TASK REQUIREMENTS = The response should be an exact repetition of all the entries.

Collected data
*** Begin section ***

//! Catalog-level error types

use thiserror::Error;

/// Result type for catalog operations
pub type CatalogResult<T> = Result<T, CatalogError>;

/// Form fields that can carry a validation error
#[derive(Debug, Clone, Copy, PartialEq, Eq)]
pub enum FormField {
    Title,
    Price,
    Description,
    Category,
}

impl std::fmt::Display for FormField {
    fn fmt(&self, f: &mut std::fmt::Formatter<'_>) -> std::fmt::Result {
        match self {
            FormField::Title => write!(f, "Title"),
            FormField::Price => write!(f, "Price"),
            FormField::Description => write!(f, "Description"),
            FormField::Category => write!(f, "Category"),
        }
    }
}

/// Field-level input errors, raised before any network call is made
#[derive(Error, Debug, Clone, PartialEq)]
pub enum ValidationError {
    #[error("Title must not be empty")]
    EmptyTitle,

    #[error("Price must be a non-negative number (got '{input}')")]
    InvalidPrice { input: String },

    #[error("Please select a category")]
    MissingCategory,
}

impl ValidationError {
    /// Create an invalid price error
    pub fn invalid_price(input: impl Into<String>) -> Self {
        ValidationError::InvalidPrice {
            input: input.into(),
        }
    }

    /// The form field this error belongs to
    pub fn field(&self) -> FormField {
        match self {
            ValidationError::EmptyTitle => FormField::Title,
            ValidationError::InvalidPrice { .. } => FormField::Price,
            ValidationError::MissingCategory => FormField::Category,
        }
    }
}

/// Errors surfaced by catalog operations
#[derive(Error, Debug, Clone)]
pub enum CatalogError {
    #[error("No data to export")]
    EmptyExport,

    #[error("CSV encoding failed: {message}")]
    Csv { message: String },

    #[error("Failed to write export file {path}: {message}")]
    ExportWrite { path: String, message: String },
}

impl CatalogError {
    /// Create a CSV encoding error
    pub fn csv(message: impl Into<String>) -> Self {
        CatalogError::Csv {
            message: message.into(),
        }
    }

    /// Create an export write error
    pub fn export_write(path: impl Into<String>, message: impl Into<String>) -> Self {
        CatalogError::ExportWrite {
            path: path.into(),
            message: message.into(),
        }
    }
}

impl From<csv::Error> for CatalogError {
    fn from(error: csv::Error) -> Self {
        CatalogError::csv(error.to_string())
    }
}
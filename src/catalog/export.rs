//! CSV export of the displayed product list

use crate::catalog::error::{CatalogError, CatalogResult};
use crate::catalog::product::Product;
use chrono::NaiveDateTime;
use csv::{QuoteStyle, Terminator, WriterBuilder};
use std::path::{Path, PathBuf};

/// Fixed header row
pub const CSV_HEADERS: [&str; 6] = ["ID", "Title", "Price", "Category", "Image", "Description"];

/// Serialize products to CSV text.
///
/// Text columns are always quoted with embedded quotes doubled; id and price
/// are written bare. Rows end with `\n`. Fails with [`CatalogError::EmptyExport`]
/// when there is nothing to write.
pub fn export_csv(products: &[Product]) -> CatalogResult<String> {
    if products.is_empty() {
        return Err(CatalogError::EmptyExport);
    }

    let mut header = WriterBuilder::new()
        .quote_style(QuoteStyle::Necessary)
        .terminator(Terminator::Any(b'\n'))
        .from_writer(Vec::new());
    header.write_record(CSV_HEADERS)?;
    let buffer = header
        .into_inner()
        .map_err(|e| CatalogError::csv(e.to_string()))?;

    // Text columns arrive already quoted, so the writer must not quote again
    let mut rows = WriterBuilder::new()
        .quote_style(QuoteStyle::Never)
        .terminator(Terminator::Any(b'\n'))
        .from_writer(buffer);

    for product in products {
        rows.write_record([
            product.id.to_string(),
            quoted(&product.title),
            format!("{:.2}", product.price),
            quoted(product.category_name().unwrap_or("N/A")),
            quoted(product.first_image().unwrap_or_default()),
            quoted(product.description.as_deref().unwrap_or_default()),
        ])?;
    }

    let bytes = rows
        .into_inner()
        .map_err(|e| CatalogError::csv(e.to_string()))?;
    String::from_utf8(bytes).map_err(|e| CatalogError::csv(e.to_string()))
}

/// Wrap a text column in double quotes, doubling embedded quotes
fn quoted(text: &str) -> String {
    format!("\"{}\"", text.replace('"', "\"\""))
}

/// `products_<YYYY-MM-DD>_<HH-MM>.csv` for the given local time
pub fn export_file_name(at: NaiveDateTime) -> String {
    format!("products_{}.csv", at.format("%Y-%m-%d_%H-%M"))
}

/// Write an export file into `directory`, returning its path
pub fn write_export(products: &[Product], directory: &Path, at: NaiveDateTime) -> CatalogResult<PathBuf> {
    let content = export_csv(products)?;
    let path = directory.join(export_file_name(at));

    std::fs::write(&path, content)
        .map_err(|e| CatalogError::export_write(path.display().to_string(), e.to_string()))?;

    tracing::info!("Exported {} products to {}", products.len(), path.display());
    Ok(path)
}

#[cfg(test)]
mod tests {
    use super::*;
    use crate::catalog::product::Category;
    use chrono::NaiveDate;

    fn at() -> NaiveDateTime {
        NaiveDate::from_ymd_opt(2024, 3, 7)
            .unwrap()
            .and_hms_opt(9, 5, 42)
            .unwrap()
    }

    #[test]
    fn test_export_rows() {
        let products = vec![
            Product::new(1, "Chair", 50.0)
                .with_category(Category::new(2, "Furniture"))
                .with_image("https://img.example/chair.png")
                .with_image("https://img.example/chair-2.png")
                .with_description("Sturdy, oak"),
            Product::new(2, "Mystery box", 9.5),
        ];

        let csv = export_csv(&products).unwrap();
        let lines: Vec<&str> = csv.lines().collect();
        assert_eq!(lines.len(), 3);
        assert_eq!(lines[0], "ID,Title,Price,Category,Image,Description");
        assert_eq!(
            lines[1],
            r#"1,"Chair",50.00,"Furniture","https://img.example/chair.png","Sturdy, oak""#
        );
        assert_eq!(lines[2], r#"2,"Mystery box",9.50,"N/A","","""#);
    }

    #[test]
    fn test_export_escapes_quotes() {
        let products = vec![Product::new(5, "Hero\"Phone", 199.0).with_description("says \"hi\"")];
        let csv = export_csv(&products).unwrap();
        assert!(csv.contains(r#""Hero""Phone""#));
        assert!(csv.contains(r#""says ""hi""""#));
    }

    #[test]
    fn test_numeric_looking_text_is_still_quoted() {
        let products = vec![
            Product::new(1, "123", 5.0).with_description("42"),
            Product::new(2, "NaN", 0.5).with_description("inf"),
        ];
        let csv = export_csv(&products).unwrap();
        let lines: Vec<&str> = csv.lines().collect();
        assert_eq!(lines[1], r#"1,"123",5.00,"N/A","","42""#);
        assert_eq!(lines[2], r#"2,"NaN",0.50,"N/A","","inf""#);
    }

    #[test]
    fn test_multiline_description_stays_in_one_field() {
        let products = vec![Product::new(3, "Lamp", 1.0).with_description("line one\nline \"two\"")];
        let csv = export_csv(&products).unwrap();
        assert!(csv.ends_with("3,\"Lamp\",1.00,\"N/A\",\"\",\"line one\nline \"\"two\"\"\"\n"));
    }

    #[test]
    fn test_export_of_nothing_is_an_error() {
        assert!(matches!(export_csv(&[]), Err(CatalogError::EmptyExport)));
    }

    #[test]
    fn test_export_file_name() {
        assert_eq!(export_file_name(at()), "products_2024-03-07_09-05.csv");
    }

    #[test]
    fn test_write_export() {
        let dir = tempfile::tempdir().unwrap();
        let products = vec![Product::new(1, "Chair", 50.0)];

        let path = write_export(&products, dir.path(), at()).unwrap();
        assert_eq!(path, dir.path().join("products_2024-03-07_09-05.csv"));

        let written = std::fs::read_to_string(path).unwrap();
        assert!(written.starts_with("ID,Title,Price"));
        assert!(written.contains(r#"1,"Chair",50.00"#));
    }
}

*** End section ***

FINISHED TASK =
//! Catalog-level error types

use thiserror::Error;

/// Result type for catalog operations
pub type CatalogResult<T> = Result<T, CatalogError>;

/// Form fields that can carry a validation error
#[derive(Debug, Clone, Copy, PartialEq, Eq)]
pub enum FormField {
    Title,
    Price,
    Description,
    Category,
}

impl std::fmt::Display for FormField {
    fn fmt(&self, f: &mut std::fmt::Formatter<'_>) -> std::fmt::Result {
        match self {
            FormField::Title => write!(f, "Title"),
            FormField::Price => write!(f, "Price"),
            FormField::Description => write!(f, "Description"),
            FormField::Category => write!(f, "Category"),
        }
    }
}

/// Field-level input errors, raised before any network call is made
#[derive(Error, Debug, Clone, PartialEq)]
pub enum ValidationError {
    #[error("Title must not be empty")]
    EmptyTitle,

    #[error("Price must be a non-negative number (got '{input}')")]
    InvalidPrice { input: String },

    #[error("Please select a category")]
    MissingCategory,
}

impl ValidationError {
    /// Create an invalid price error
    pub fn invalid_price(input: impl Into<String>) -> Self {
        ValidationError::InvalidPrice {
            input: input.into(),
        }
    }

    /// The form field this error belongs to
    pub fn field(&self) -> FormField {
        match self {
            ValidationError::EmptyTitle => FormField::Title,
            ValidationError::InvalidPrice { .. } => FormField::Price,
            ValidationError::MissingCategory => FormField::Category,
        }
    }
}

/// Errors surfaced by catalog operations
#[derive(Error, Debug, Clone)]
pub enum CatalogError {
    #[error("No data to export")]
    EmptyExport,

    #[error("CSV encoding failed: {message}")]
    Csv { message: String },

    #[error("Failed to write export file {path}: {message}")]
    ExportWrite { path: String, message: String },
}

impl CatalogError {
    /// Create a CSV encoding error
    pub fn csv(message: impl Into<String>) -> Self {
        CatalogError::Csv {
            message: message.into(),
        }
    }

    /// Create an export write error
    pub fn export_write(path: impl Into<String>, message: impl Into<String>) -> Self {
        CatalogError::ExportWrite {
            path: path.into(),
            message: message.into(),
        }
    }
}

impl From<csv::Error> for CatalogError {
    fn from(error: csv::Error) -> Self {
        CatalogError::csv(error.to_string())
    }
}
filename src/catalog/export.rs
//! CSV export of the displayed product list

use crate::catalog::error::{CatalogError, CatalogResult};
use crate::catalog::product::Product;
use chrono::NaiveDateTime;
use csv::{QuoteStyle, Terminator, WriterBuilder};
use std::path::{Path, PathBuf};

/// Fixed header row
pub const CSV_HEADERS: [&str; 6] = ["ID", "Title", "Price", "Category", "Image", "Description"];

/// Serialize products to CSV text.
///
/// Text columns are always quoted with embedded quotes doubled; id and price
/// are written bare. Rows end with `\n`. Fails with [`CatalogError::EmptyExport`]
/// when there is nothing to write.
pub fn export_csv(products: &[Product]) -> CatalogResult<String> {
    if products.is_empty() {
        return Err(CatalogError::EmptyExport);
    }

    let mut header = WriterBuilder::new()
        .quote_style(QuoteStyle::Necessary)
        .terminator(Terminator::Any(b'\n'))
        .from_writer(Vec::new());
    header.write_record(CSV_HEADERS)?;
    let buffer = header
        .into_inner()
        .map_err(|e| CatalogError::csv(e.to_string()))?;

    // Text columns arrive already quoted, so the writer must not quote again
    let mut rows = WriterBuilder::new()
        .quote_style(QuoteStyle::Never)
        .terminator(Terminator::Any(b'\n'))
        .from_writer(buffer);

    for product in products {
        rows.write_record([
            product.id.to_string(),
            quoted(&product.title),
            format!("{:.2}", product.price),
            quoted(product.category_name().unwrap_or("N/A")),
            quoted(product.first_image().unwrap_or_default()),
            quoted(product.description.as_deref().unwrap_or_default()),
        ])?;
    }

    let bytes = rows
        .into_inner()
        .map_err(|e| CatalogError::csv(e.to_string()))?;
    String::from_utf8(bytes).map_err(|e| CatalogError::csv(e.to_string()))
}

/// Wrap a text column in double quotes, doubling embedded quotes
fn quoted(text: &str) -> String {
    format!("\"{}\"", text.replace('"', "\"\""))
}

/// `products_<YYYY-MM-DD>_<HH-MM>.csv` for the given local time
pub fn export_file_name(at: NaiveDateTime) -> String {
    format!("products_{}.csv", at.format("%Y-%m-%d_%H-%M"))
}

/// Write an export file into `directory`, returning its path
pub fn write_export(products: &[Product], directory: &Path, at: NaiveDateTime) -> CatalogResult<PathBuf> {
    let content = export_csv(products)?;
    let path = directory.join(export_file_name(at));

    std::fs::write(&path, content)
        .map_err(|e| CatalogError::export_write(path.display().to_string(), e.to_string()))?;

    tracing::info!("Exported {} products to {}", products.len(), path.display());
    Ok(path)
}

#[cfg(test)]
mod tests {
    use super::*;
    use crate::catalog::product::Category;
    use chrono::NaiveDate;

    fn at() -> NaiveDateTime {
        NaiveDate::from_ymd_opt(2024, 3, 7)
            .unwrap()
            .and_hms_opt(9, 5, 42)
            .unwrap()
    }

    #[test]
    fn test_export_rows() {
        let products = vec![
            Product::new(1, "Chair", 50.0)
                .with_category(Category::new(2, "Furniture"))
                .with_image("https://img.example/chair.png")
                .with_image("https://img.example/chair-2.png")
                .with_description("Sturdy, oak"),
            Product::new(2, "Mystery box", 9.5),
        ];

        let csv = export_csv(&products).unwrap();
        let lines: Vec<&str> = csv.lines().collect();
        assert_eq!(lines.len(), 3);
        assert_eq!(lines[0], "ID,Title,Price,Category,Image,Description");
        assert_eq!(
            lines[1],
            r#"1,"Chair",50.00,"Furniture","https://img.example/chair.png","Sturdy, oak""#
        );
        assert_eq!(lines[2], r#"2,"Mystery box",9.50,"N/A","","""#);
    }

    #[test]
    fn test_export_escapes_quotes() {
        let products = vec![Product::new(5, "Hero\"Phone", 199.0).with_description("says \"hi\"")];
        let csv = export_csv(&products).unwrap();
        assert!(csv.contains(r#""Hero""Phone""#));
        assert!(csv.contains(r#""says ""hi""""#));
    }

    #[test]
    fn test_numeric_looking_text_is_still_quoted() {
        let products = vec![
            Product::new(1, "123", 5.0).with_description("42"),
            Product::new(2, "NaN", 0.5).with_description("inf"),
        ];
        let csv = export_csv(&products).unwrap();
        let lines: Vec<&str> = csv.lines().collect();
        assert_eq!(lines[1], r#"1,"123",5.00,"N/A","","42""#);
        assert_eq!(lines[2], r#"2,"NaN",0.50,"N/A","","inf""#);
    }

    #[test]
    fn test_multiline_description_stays_in_one_field() {
        let products = vec![Product::new(3, "Lamp", 1.0).with_description("line one\nline \"two\"")];
        let csv = export_csv(&products).unwrap();
        assert!(csv.ends_with("3,\"Lamp\",1.00,\"N/A\",\"\",\"line one\nline \"\"two\"\"\"\n"));
    }

    #[test]
    fn test_export_of_nothing_is_an_error() {
        assert!(matches!(export_csv(&[]), Err(CatalogError::EmptyExport)));
    }

    #[test]
    fn test_export_file_name() {
        assert_eq!(export_file_name(at()), "products_2024-03-07_09-05.csv");
    }

    #[test]
    fn test_write_export() {
        let dir = tempfile::tempdir().unwrap();
        let products = vec![Product::new(1, "Chair", 50.0)];

        let path = write_export(&products, dir.path(), at()).unwrap();
        assert_eq!(path, dir.path().join("products_2024-03-07_09-05.csv"));

        let written = std::fs::read_to_string(path).unwrap();
        assert!(written.starts_with("ID,Title,Price"));
        assert!(written.contains(r#"1,"Chair",50.00"#));
    }
}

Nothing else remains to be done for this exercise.